## [Work request]
Every entry must come back exactly as it was given.

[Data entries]
☆ ☆ ☆

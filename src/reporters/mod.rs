//! Output reporters for schema-scorer results
//!
//! Supports multiple output formats:
//! - `text` - Terminal output with colors
//! - `json` - Machine-readable JSON, the same document the HTTP reporter posts
//!
//! [`http`] forwards finished reports to a collector endpoint.

pub mod http;
mod json;
mod text;

use crate::analyzers::{BlastRadiusAnalysis, CycleReport};
use crate::models::SchemaReport;
use anyhow::{anyhow, Result};
use std::str::FromStr;

/// Supported output formats
#[derive(Debug, Clone, Copy, PartialEq, Eq, Default)]
pub enum OutputFormat {
    #[default]
    Text,
    Json,
}

impl FromStr for OutputFormat {
    type Err = anyhow::Error;

    fn from_str(s: &str) -> Result<Self, Self::Err> {
        match s.to_lowercase().as_str() {
            "text" | "txt" | "terminal" => Ok(OutputFormat::Text),
            "json" => Ok(OutputFormat::Json),
            _ => Err(anyhow!("Unknown format '{}'. Valid formats: text, json", s)),
        }
    }
}

impl std::fmt::Display for OutputFormat {
    fn fmt(&self, f: &mut std::fmt::Formatter<'_>) -> std::fmt::Result {
        match self {
            OutputFormat::Text => write!(f, "text"),
            OutputFormat::Json => write!(f, "json"),
        }
    }
}

/// Render a schema report in the specified format
pub fn report(report: &SchemaReport, format: &str) -> Result<String> {
    let fmt = OutputFormat::from_str(format)?;
    report_with_format(report, fmt)
}

/// Render a schema report using an OutputFormat enum
pub fn report_with_format(report: &SchemaReport, format: OutputFormat) -> Result<String> {
    match format {
        OutputFormat::Text => text::render(report),
        OutputFormat::Json => json::render(report),
    }
}

/// Render a cycle analysis
pub fn cycles_with_format(report: &CycleReport, format: OutputFormat) -> Result<String> {
    match format {
        OutputFormat::Text => text::render_cycles(report),
        OutputFormat::Json => json::render(report),
    }
}

/// Render a null blast radius analysis
pub fn blast_radius_with_format(
    analysis: &BlastRadiusAnalysis,
    format: OutputFormat,
) -> Result<String> {
    match format {
        OutputFormat::Text => text::render_blast_radius(analysis),
        OutputFormat::Json => json::render(analysis),
    }
}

☆ ☆ ☆

## [Completed exercise]
filename src/reporters/mod.rs
//! Output reporters for schema-scorer results
//!
//! Supports multiple output formats:
//! - `text` - Terminal output with colors
//! - `json` - Machine-readable JSON, the same document the HTTP reporter posts
//!
//! [`http`] forwards finished reports to a collector endpoint.

pub mod http;
mod json;
mod text;

use crate::analyzers::{BlastRadiusAnalysis, CycleReport};
use crate::models::SchemaReport;
use anyhow::{anyhow, Result};
use std::str::FromStr;

/// Supported output formats
#[derive(Debug, Clone, Copy, PartialEq, Eq, Default)]
pub enum OutputFormat {
    #[default]
    Text,
    Json,
}

impl FromStr for OutputFormat {
    type Err = anyhow::Error;

    fn from_str(s: &str) -> Result<Self, Self::Err> {
        match s.to_lowercase().as_str() {
            "text" | "txt" | "terminal" => Ok(OutputFormat::Text),
            "json" => Ok(OutputFormat::Json),
            _ => Err(anyhow!("Unknown format '{}'. Valid formats: text, json", s)),
        }
    }
}

impl std::fmt::Display for OutputFormat {
    fn fmt(&self, f: &mut std::fmt::Formatter<'_>) -> std::fmt::Result {
        match self {
            OutputFormat::Text => write!(f, "text"),
            OutputFormat::Json => write!(f, "json"),
        }
    }
}

/// Render a schema report in the specified format
pub fn report(report: &SchemaReport, format: &str) -> Result<String> {
    let fmt = OutputFormat::from_str(format)?;
    report_with_format(report, fmt)
}

/// Render a schema report using an OutputFormat enum
pub fn report_with_format(report: &SchemaReport, format: OutputFormat) -> Result<String> {
    match format {
        OutputFormat::Text => text::render(report),
        OutputFormat::Json => json::render(report),
    }
}

/// Render a cycle analysis
pub fn cycles_with_format(report: &CycleReport, format: OutputFormat) -> Result<String> {
    match format {
        OutputFormat::Text => text::render_cycles(report),
        OutputFormat::Json => json::render(report),
    }
}

/// Render a null blast radius analysis
pub fn blast_radius_with_format(
    analysis: &BlastRadiusAnalysis,
    format: OutputFormat,
) -> Result<String> {
    match format {
        OutputFormat::Text => text::render_blast_radius(analysis),
        OutputFormat::Json => json::render(analysis),
    }
}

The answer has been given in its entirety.